Tyson and Microsoft were the latest to require employees to be vaccinated. Other major employers have tried less sweeping approaches.
By Michael Corkery, Lauren Hirsch, Brooks Barnes and Kellen Browning
Some of the nation’s largest employers, for months reluctant to wade into the fraught issue of whether Covid-19 vaccinations should be mandatory for workers, have in recent days been compelled to act as infections have surged again.
On Tuesday, Tyson Foods told its 120,000 workers in offices, slaughterhouses and poultry plants across the country that they would need to be vaccinated by Nov. 1 as a “condition of employment.” And Microsoft, which employs roughly 100,000 people in the United States, said it would require proof of vaccination for all employees, vendors and guests to gain access to its offices.
Last week, Google said it would require employees who returned to the company’s offices to be vaccinated, while Disney announced a mandate for all salaried and nonunion hourly workers who work on site.
Other companies, including Walmart, the largest private employer in the United States, and Lyft and Uber, have taken a less forceful approach, mandating vaccines for white-collar workers but not for millions of frontline workers. Those moves essentially set up a divide between the employees who work in offices and employees who deal directly with the public and, collectively, have been more reluctant to get the shots.
“We did not take this decision lightly,” Tyson’s chief executive, Donnie King, wrote in a memo to employees announcing the company’s full mandate. “We have spent months encouraging our team members to get vaccinated — today, under half of our team members are.”
The moves brought praise from the White House.
“I want to thank Walmart, Google, Netflix, Disney, Tyson Foods for their recent actions requiring vaccination for employees,” President Biden said in a press briefing on Tuesday. “Look, I know this isn’t easy — but I will have their backs.”
“Others have declined to step up,” he said. “I find it disappointing.”
Indeed, most other big employers have so far avoided mandates entirely.
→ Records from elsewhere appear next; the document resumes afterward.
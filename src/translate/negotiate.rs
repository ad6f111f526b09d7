use indicatif::{ProgressBar, ProgressStyle};
use tracing::{info, warn};

use crate::config::TranslateConfig;
use crate::error::{Result, SubtransError};
use super::chunk::{join, split};
use super::{Chunk, Language, Translator};

/// Line-aligned result of a successful negotiation
#[derive(Debug, Clone, PartialEq, Eq)]
pub struct Negotiated {
    pub original: Vec<String>,
    pub translated: Vec<String>,
    /// Separator that kept every line boundary intact
    pub separator: String,
}

/// Tries candidate separators until one survives translation with the line count intact
#[derive(Debug, Clone)]
pub struct SeparatorNegotiator {
    separators: Vec<String>,
    pronounce_original: bool,
    pronounce_translated: bool,
}

impl SeparatorNegotiator {
    pub fn new(separators: Vec<String>) -> Self {
        Self {
            separators,
            pronounce_original: false,
            pronounce_translated: false,
        }
    }

    pub fn from_config(config: &TranslateConfig) -> Self {
        Self::new(config.separators.clone())
            .with_pronunciation(config.pronounce_original, config.pronounce_translated)
    }

    /// Read pronunciations instead of the literal texts
    pub fn with_pronunciation(mut self, original: bool, translated: bool) -> Self {
        self.pronounce_original = original;
        self.pronounce_translated = translated;
        self
    }

    /// Translate all chunks, retrying with the next separator when lines get merged or split.
    ///
    /// Running out of separators is fatal, as is running out of endpoints.
    pub async fn translate_with_negotiation(
        &self,
        chunks: &[Chunk],
        translator: &dyn Translator,
        language: &Language,
    ) -> Result<Negotiated> {
        let expected: usize = chunks.iter().map(Vec::len).sum();

        for separator in &self.separators {
            info!("Trying separator {:?} on {} chunks", separator, chunks.len());
            let (original, translated) = self.attempt(chunks, separator, translator, language).await?;

            if expected > 0 && original.len() == expected && translated.len() == expected {
                info!("Separator {:?} kept all {} lines aligned", separator, expected);
                return Ok(Negotiated {
                    original,
                    translated,
                    separator: separator.clone(),
                });
            }

            warn!(
                "Separator {:?} did not survive translation: expected {} lines, got {} original and {} translated",
                separator, expected, original.len(), translated.len()
            );
        }

        Err(SubtransError::SeparatorsExhausted {
            tried: self
                .separators
                .iter()
                .map(|separator| format!("{:?}", separator))
                .collect::<Vec<_>>()
                .join(", "),
        })
    }

    async fn attempt(
        &self,
        chunks: &[Chunk],
        separator: &str,
        translator: &dyn Translator,
        language: &Language,
    ) -> Result<(Vec<String>, Vec<String>)> {
        let progress = ProgressBar::new(chunks.len() as u64);
        if let Ok(style) = ProgressStyle::default_bar()
            .template("{spinner:.green} [{elapsed_precise}] [{bar:40.cyan/blue}] {pos}/{len} chunks")
        {
            progress.set_style(style.progress_chars("#>-"));
        }

        let mut original = Vec::new();
        let mut translated = Vec::new();

        // Chunks go out one by one and in order; alignment is purely positional
        for chunk in chunks {
            let request = join(chunk, separator);
            let results = translator
                .translate(std::slice::from_ref(&request), language)
                .await?;

            for result in &results {
                original.extend(split(result.original_text(self.pronounce_original), separator));
                translated.extend(split(result.translated_text(self.pronounce_translated), separator));
            }
            progress.inc(1);
        }

        progress.finish_and_clear();
        Ok((original, translated))
    }
}
//! Discrete probability distributions for randomized mechanisms
//!
//! A [`DiscreteDistribution`] stores the probabilities `P(output = j | input = i)`.
//! Distributions that do not depend on the input are kept as a single row, and the
//! uniform distribution is kept as just its size.
//!
//! Sampling goes through the prefix-summed [`CumulativeDistribution`], which is built
//! once and reused for every draw. The random source is always passed in by the caller.
//!
//! ```rust
//! use pii_anonymizer::distribution::DiscreteDistribution;
//! use rand::rngs::OsRng;
//!
//! # fn example() -> pii_anonymizer::domain::Result<()> {
//! // Report the truth with probability 0.75, otherwise answer uniformly at random
//! let distribution = DiscreteDistribution::uniform(2)?.with_randomized_response_toss(0.5)?;
//! let cumulative = distribution.to_cumulative()?;
//! let output = cumulative.sample(0, &mut OsRng)?;
//! assert!(output < 2);
//! # Ok(())
//! # }
//! # example().unwrap();
//! ```

pub mod cumulative;
pub mod discrete;

pub use cumulative::CumulativeDistribution;
pub use discrete::DiscreteDistribution;

use serde::{Deserialize, Serialize};

/// Raw probability weights as written in a configuration
///
/// A vector holds weights independent of the input, a matrix holds one row of
/// weights per input value.
#[derive(Debug, Clone, PartialEq, Serialize, Deserialize)]
#[serde(untagged)]
pub enum DistributionWeights {
    /// Input-independent weights
    Vector(Vec<f64>),
    /// Square matrix, row i holds the weights given input i
    Matrix(Vec<Vec<f64>>),
}

impl DistributionWeights {
    /// Number of outcomes described by the weights
    pub fn len(&self) -> usize {
        match self {
            Self::Vector(weights) => weights.len(),
            Self::Matrix(rows) => rows.len(),
        }
    }

    /// Whether there are no weights at all
    pub fn is_empty(&self) -> bool {
        self.len() == 0
    }
}

#[cfg(test)]
mod tests {
    use super::*;

    #[test]
    fn test_weights_deserialize_vector() {
        let weights: DistributionWeights = serde_json::from_str("[1, 0.5, 2]").unwrap();
        assert_eq!(weights, DistributionWeights::Vector(vec![1.0, 0.5, 2.0]));
        assert_eq!(weights.len(), 3);
    }

    #[test]
    fn test_weights_deserialize_matrix() {
        let weights: DistributionWeights = serde_json::from_str("[[1, 0], [0, 1]]").unwrap();
        assert_eq!(
            weights,
            DistributionWeights::Matrix(vec![vec![1.0, 0.0], vec![0.0, 1.0]])
        );
        assert_eq!(weights.len(), 2);
    }

    #[test]
    fn test_weights_empty() {
        let weights: DistributionWeights = serde_json::from_str("[]").unwrap();
        assert!(weights.is_empty());
    }
}
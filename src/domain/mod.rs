//! Domain models and types for the anonymizer.
//!
//! # Overview
//!
//! The domain layer provides:
//! - **Input and output units** ([`Pii`], [`AnonymizedPii`])
//! - **Error types** ([`AnonymizerError`])
//! - **Result type alias** ([`Result`])
//!
//! # Error Handling
//!
//! All fallible operations return [`Result<T, AnonymizerError>`]:
//!
//! ```rust
//! use pii_anonymizer::domain::{AnonymizerError, Result};
//! use pii_anonymizer::mechanisms::MechanismConfig;
//!
//! fn example() -> Result<()> {
//!     let config: MechanismConfig = serde_json::from_str(r#"{"mechanism": "suppression"}"#)?;
//!     let mut mechanism = config.build()?;
//!     assert_eq!(mechanism.anonymize("secret")?, "XXXXXX");
//!     Ok(())
//! }
//! # example().unwrap();
//! ```

pub mod errors;
pub mod pii;
pub mod result;

// Re-export commonly used types for convenience
pub use errors::AnonymizerError;
pub use pii::{AnonymizedPii, Pii};
pub use result::Result;
//! Logging and observability
//!
//! This module provides structured logging with support for:
//! - Human-readable or JSON console logs on stderr
//! - Configurable log levels, overridable with `RUST_LOG`
//! - Local JSON file logging with rotation
//!
//! Log events carry tags, ids and mechanism kinds. PII text never appears in them.
//!
//! # Example
//!
//! ```no_run
//! use pii_anonymizer::logging::init_logging;
//! use pii_anonymizer::config::LoggingConfig;
//!
//! let config = LoggingConfig::default();
//! let _guard = init_logging("info", &config).expect("Failed to initialize logging");
//!
//! tracing::info!("Application started");
//! ```

pub mod structured;

pub use structured::{init_logging, LoggingGuard};

/// Log the outcome of an anonymization run
///
/// # Example
///
/// ```no_run
/// use pii_anonymizer::log_run_complete;
/// use std::time::Duration;
///
/// log_run_complete!(42, 40, Duration::from_millis(12));
/// ```
#[macro_export]
macro_rules! log_run_complete {
    ($total:expr, $modified:expr, $duration:expr) => {
        tracing::info!(
            total = $total,
            modified = $modified,
            duration_ms = $duration.as_millis() as u64,
            "Anonymization completed"
        );
    };
}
Amazon, the second-largest private employer in the country, has not announced any plans to require immunizations, nor has Apple or many of the biggest banks.
“We are strongly working to get our employees vaccinated,” Amazon’s chief financial officer, Brian Olsavsky, said in a call with reporters last week, “and we hope everyone else gets vaccinated and this goes away.”
The coronavirus, however, shows no signs of going away. With vaccination rates stagnating in many parts of the country and the Delta variant surging, a new wave of infections is forcing businesses to act.